DESCRIPTION OF THE TASK —
Set down every entry once more, character for character.

DATA SHOWN —
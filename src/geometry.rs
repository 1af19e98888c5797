use serde::{Deserialize, Serialize};

/// Integer point (or displacement) on the field.
#[derive(Debug, Clone, Copy, PartialEq, Eq, Hash, Default, Serialize, Deserialize)]
pub struct Vec2 {
    pub x: i32,
    pub y: i32,
}

impl Vec2 {
    pub const fn new(x: i32, y: i32) -> Self {
        Self { x, y }
    }

    /// Component-wise sum of `self` and `delta`.
    pub fn translate(self, delta: Vec2) -> Self {
        Self::new(self.x + delta.x, self.y + delta.y)
    }

    /// Euclidean distance to `other`.
    pub fn distance_to(self, other: Vec2) -> f64 {
        let dx = f64::from(self.x - other.x);
        let dy = f64::from(self.y - other.y);
        dx.hypot(dy)
    }

    /// Sum of the absolute components.
    pub fn manhattan_len(self) -> i32 {
        self.x.abs() + self.y.abs()
    }

    pub fn offset_to(self, other: Vec2) -> Vec2 {
        Self::new(other.x - self.x, other.y - self.y)
    }
}

#[cfg(test)]
mod tests {
    use super::*;

    #[test]
    fn distance_is_euclidean_and_symmetric() {
        let a = Vec2::new(1, 2);
        let b = Vec2::new(4, 6);
        assert_eq!(a.distance_to(b), 5.0);
        assert_eq!(b.distance_to(a), 5.0);
        assert_eq!(a.distance_to(a), 0.0);
    }

    #[test]
    fn translate_and_offset() {
        let a = Vec2::new(10, -3);
        let delta = Vec2::new(-4, 7);
        let b = a.translate(delta);
        assert_eq!(b, Vec2::new(6, 4));
        assert_eq!(a.offset_to(b), delta);
        assert_eq!(delta.manhattan_len(), 11);
    }
}
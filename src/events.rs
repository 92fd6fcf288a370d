
use crate::config::Config;
use crate::entities::{BuildEvent, NotificationPayload, Trigger, TriggerKind, WebhookTarget};
use crate::{Request, RequestType};
use lambda_runtime::{Error, LambdaEvent};
use simple_error::simple_error;
use std::collections::HashMap;

pub const GIT_URL: &str = "GIT_URL";
pub const GIT_BRANCH: &str = "GIT_BRANCH";
pub const GIT_COMMIT: &str = "GIT_COMMIT";

#[derive(Debug)]
pub enum EventProcessingError {
    EventValidationError(String),
}

/// Reads the source-control details out of a build environment.
/// Keys that are missing stay `None`.
pub fn extract_build_event(environment: &HashMap<String, String>) -> BuildEvent {
    BuildEvent {
        repository_url: environment.get(GIT_URL).cloned(),
        branch: environment.get(GIT_BRANCH).cloned(),
        commit_hash: environment.get(GIT_COMMIT).cloned(),
    }
}

pub fn process_input_event(
    request: Request,
    config: &Config,
) -> Result<Trigger, EventProcessingError> {
    if request.build_id.trim().is_empty() {
        return Err(EventProcessingError::EventValidationError(String::from(
            "Build id must not be empty.",
        )));
    }
    let image_tag = request
        .image_tag
        .unwrap_or_else(|| config.image_tag.to_string());
    if image_tag.trim().is_empty() {
        return Err(EventProcessingError::EventValidationError(format!(
            "Image tag resolved to an empty value for build {}",
            &request.build_id
        )));
    }
    let digest = request
        .digest
        .unwrap_or_else(|| config.image_digest.to_string());
    if digest.trim().is_empty() {
        return Err(EventProcessingError::EventValidationError(format!(
            "Image digest resolved to an empty value for build {}",
            &request.build_id
        )));
    }
    let target = WebhookTarget {
        url: config.webhook_url.to_string(),
        api_token: config.api_token.to_string(),
        image_tag,
    };
    let payload = NotificationPayload::for_target(&target, &digest);
    let kind = match request.kind {
        RequestType::BuildCompleted => TriggerKind::BuildCompleted {
            environment: request.environment,
        },
        RequestType::BuildStep => TriggerKind::BuildStep,
    };
    Ok(Trigger {
        id: request.build_id,
        kind,
        target,
        payload,
    })
}

pub fn process_lambda_event(
    event: LambdaEvent<Request>,
    config: &Config,
) -> Result<Trigger, Error> {
    let trigger = process_input_event(event.payload, config)
        .map_err(|e| Box::new(simple_error!(&format!("{:?}", e))))?;
    Ok(trigger)
}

RESULT —
filename src/geometry.rs
repository 1af19e98888c5797
use serde::{Deserialize, Serialize};

/// Integer point (or displacement) on the field.
#[derive(Debug, Clone, Copy, PartialEq, Eq, Hash, Default, Serialize, Deserialize)]
pub struct Vec2 {
    pub x: i32,
    pub y: i32,
}

impl Vec2 {
    pub const fn new(x: i32, y: i32) -> Self {
        Self { x, y }
    }

    /// Component-wise sum of `self` and `delta`.
    pub fn translate(self, delta: Vec2) -> Self {
        Self::new(self.x + delta.x, self.y + delta.y)
    }

    /// Euclidean distance to `other`.
    pub fn distance_to(self, other: Vec2) -> f64 {
        let dx = f64::from(self.x - other.x);
        let dy = f64::from(self.y - other.y);
        dx.hypot(dy)
    }

    /// Sum of the absolute components.
    pub fn manhattan_len(self) -> i32 {
        self.x.abs() + self.y.abs()
    }

    pub fn offset_to(self, other: Vec2) -> Vec2 {
        Self::new(other.x - self.x, other.y - self.y)
    }
}

#[cfg(test)]
mod tests {
    use super::*;

    #[test]
    fn distance_is_euclidean_and_symmetric() {
        let a = Vec2::new(1, 2);
        let b = Vec2::new(4, 6);
        assert_eq!(a.distance_to(b), 5.0);
        assert_eq!(b.distance_to(a), 5.0);
        assert_eq!(a.distance_to(a), 0.0);
    }

    #[test]
    fn translate_and_offset() {
        let a = Vec2::new(10, -3);
        let delta = Vec2::new(-4, 7);
        let b = a.translate(delta);
        assert_eq!(b, Vec2::new(6, 4));
        assert_eq!(a.offset_to(b), delta);
        assert_eq!(delta.manhattan_len(), 11);
    }
}
filename src/events.rs
repository 92fd6fcf288a370d

use crate::config::Config;
use crate::entities::{BuildEvent, NotificationPayload, Trigger, TriggerKind, WebhookTarget};
use crate::{Request, RequestType};
use lambda_runtime::{Error, LambdaEvent};
use simple_error::simple_error;
use std::collections::HashMap;

pub const GIT_URL: &str = "GIT_URL";
pub const GIT_BRANCH: &str = "GIT_BRANCH";
pub const GIT_COMMIT: &str = "GIT_COMMIT";

#[derive(Debug)]
pub enum EventProcessingError {
    EventValidationError(String),
}

/// Reads the source-control details out of a build environment.
/// Keys that are missing stay `None`.
pub fn extract_build_event(environment: &HashMap<String, String>) -> BuildEvent {
    BuildEvent {
        repository_url: environment.get(GIT_URL).cloned(),
        branch: environment.get(GIT_BRANCH).cloned(),
        commit_hash: environment.get(GIT_COMMIT).cloned(),
    }
}

pub fn process_input_event(
    request: Request,
    config: &Config,
) -> Result<Trigger, EventProcessingError> {
    if request.build_id.trim().is_empty() {
        return Err(EventProcessingError::EventValidationError(String::from(
            "Build id must not be empty.",
        )));
    }
    let image_tag = request
        .image_tag
        .unwrap_or_else(|| config.image_tag.to_string());
    if image_tag.trim().is_empty() {
        return Err(EventProcessingError::EventValidationError(format!(
            "Image tag resolved to an empty value for build {}",
            &request.build_id
        )));
    }
    let digest = request
        .digest
        .unwrap_or_else(|| config.image_digest.to_string());
    if digest.trim().is_empty() {
        return Err(EventProcessingError::EventValidationError(format!(
            "Image digest resolved to an empty value for build {}",
            &request.build_id
        )));
    }
    let target = WebhookTarget {
        url: config.webhook_url.to_string(),
        api_token: config.api_token.to_string(),
        image_tag,
    };
    let payload = NotificationPayload::for_target(&target, &digest);
    let kind = match request.kind {
        RequestType::BuildCompleted => TriggerKind::BuildCompleted {
            environment: request.environment,
        },
        RequestType::BuildStep => TriggerKind::BuildStep,
    };
    Ok(Trigger {
        id: request.build_id,
        kind,
        target,
        payload,
    })
}

pub fn process_lambda_event(
    event: LambdaEvent<Request>,
    config: &Config,
) -> Result<Trigger, Error> {
    let trigger = process_input_event(event.payload, config)
        .map_err(|e| Box::new(simple_error!(&format!("{:?}", e))))?;
    Ok(trigger)
}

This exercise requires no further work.